I tried to sleep on the beach—I was exhausted—but I couldn't. I just kept thinking. Finally the sun was well up there, perhaps eleven o'clock, but much more likely eight or nine, and I went back to our room. Hank and Gladys were asleep in each other's arms. I lay down on the other bed and kept thinking, waiting for them to wake up. Eventually, hours later, they did. Hank had a slight cold and a hangover; Gladys lit a cigarette. I tried to grin what I thought would look like a satisfied grin and explained that Kathy and I had gone for a walk along the beach and I had taken her back before the hotel people discovered the stolen room. After her cigarette, Gladys went back also.
Hank smiled. I tried to smile. How was it?
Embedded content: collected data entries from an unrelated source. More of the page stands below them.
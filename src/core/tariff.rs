//! Fee calculation policies
//!
//! This module provides the [`Tariff`] enum with the two fee policies the
//! facility operates: a linear hourly rate and a stepped rate with a
//! minimum charge. Fee computation is a pure function of entry time and
//! the current time, with second-level precision.
//!
//! # Properties
//!
//! - Fees are monotonic non-decreasing in elapsed time for a fixed tariff.
//! - Fees are never negative; zero or negative elapsed time floors to the
//!   tariff's zero-duration fee (0 for linear, the minimum charge for
//!   stepped - a vehicle that enters and leaves immediately still pays
//!   the minimum).

use chrono::NaiveDateTime;
use rust_decimal::{Decimal, RoundingStrategy};

/// Seconds covered by the stepped tariff's minimum charge
const MINIMUM_WINDOW_SECS: i64 = 30 * 60;

/// Seconds per billing step after the minimum window
const STEP_WINDOW_SECS: i64 = 30 * 60;

/// Fee-computation policy
///
/// Both variants are legitimate operator policies and are selected at
/// configuration time.
#[derive(Debug, Clone, PartialEq)]
pub enum Tariff {
    /// Exact elapsed hours multiplied by an hourly rate
    ///
    /// Hours are computed as exact elapsed seconds / 3600; the product is
    /// rounded to whole currency units (midpoint away from zero). No
    /// rounding is applied to the hours before multiplication.
    Linear {
        /// Rate charged per hour
        rate_per_hour: Decimal,
    },

    /// Flat minimum for the first 30 minutes, then a step per started
    /// 30-minute block
    ///
    /// `minimum_charge + step * ceil((elapsed - 30min) / 30min)` once the
    /// minimum window is exceeded.
    Stepped {
        /// Charge covering the first 30 minutes
        minimum_charge: Decimal,
        /// Charge added per started 30-minute block past the minimum
        step: Decimal,
    },
}

impl Tariff {
    /// Compute the amount due for a stay from `entry` until `now`
    ///
    /// Negative elapsed time (clock skew) is treated as zero elapsed time.
    pub fn fee(&self, entry: NaiveDateTime, now: NaiveDateTime) -> Decimal {
        let elapsed_secs = now.signed_duration_since(entry).num_seconds().max(0);

        match self {
            Tariff::Linear { rate_per_hour } => {
                let hours = Decimal::from(elapsed_secs) / Decimal::from(3600);
                (hours * *rate_per_hour)
                    .round_dp_with_strategy(0, RoundingStrategy::MidpointAwayFromZero)
            }
            Tariff::Stepped {
                minimum_charge,
                step,
            } => {
                if elapsed_secs <= MINIMUM_WINDOW_SECS {
                    return *minimum_charge;
                }
                let over = elapsed_secs - MINIMUM_WINDOW_SECS;
                // Ceiling division: every started block is billed in full.
                let blocks = (over + STEP_WINDOW_SECS - 1) / STEP_WINDOW_SECS;
                *minimum_charge + *step * Decimal::from(blocks)
            }
        }
    }
}

/// Elapsed occupancy in hours, rounded to two decimals
///
/// Used for transaction records. Negative elapsed time floors to zero.
pub fn duration_hours(entry: NaiveDateTime, exit: NaiveDateTime) -> Decimal {
    let elapsed_secs = exit.signed_duration_since(entry).num_seconds().max(0);
    let mut hours = (Decimal::from(elapsed_secs) / Decimal::from(3600)).round_dp(2);
    // Fixed two-decimal scale so records always read e.g. "1.50".
    hours.rescale(2);
    hours
}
I asked. "Good, but I think I caught a cold."
"As long as you didn't catch anything else," I managed out of my pretend-normal vocabulary of words and expressions I didn't really understand. He smiled.
"How was it?"
"Good," I said. Best friends don't have to say more than that. They don't have to impress each other or compete with tales of exploits. Hank treated sex as a meaningful thing (even a drunken one-night stand with Gladys)—he didn't masturbate, remember—so neither of us had to go into details about our private experiences. "Good" was enough. Thank God.
Strategically, as with the Museum of Natural History debacle, the whole thing had worked out okay. Hank had virtual proof, short of being an eyewitness, that I screwed girls. Not that he ever thought about it either way, I suppose.
Meanwhile, I was afraid that we might run into Kathy and Gladys again—or that Hank would. Kathy had undoubtedly decided I was queer and had undoubtedly told Gladys. Either Kathy or Gladys would undoubtedly tell Hank. Hank would ask me why I had said, "Good," if I hadn't touched Kathy, and why hadn't I touched Kathy? Then he would leave me the keys to the car, pick up his suitcase, and, sickened by the thought that I had even contrived to sleep in the same double bed with him, rush off to Paris as fast as he could, never to speak to me again.
The hotel people had apparently figured out about the other room. They asked us to pay for the room and said they were sorry, but they had no more vacancies, we would have to leave.
Wonderful! Tossa was packed with tourists; all the other hotels were full, too. We had to leave for Paris that morning, and we never saw Kathy or Gladys again.
When I got back to the States and had to do some heavy normality pretending, I would tell how we were evicted from our hotel in Tossa for raping two English birds.
The dates I had in college were almost always friends of Hank's girlfriends. I had no black book of my own. I got along with them okay. One in particular I saw on and off during a whole year, and she would come to all the mandatory football weekends and college parties. I felt bad about "using" her as a cover, but I needed a cover. Her name was Hillary, and she was Hank's girl's best friend.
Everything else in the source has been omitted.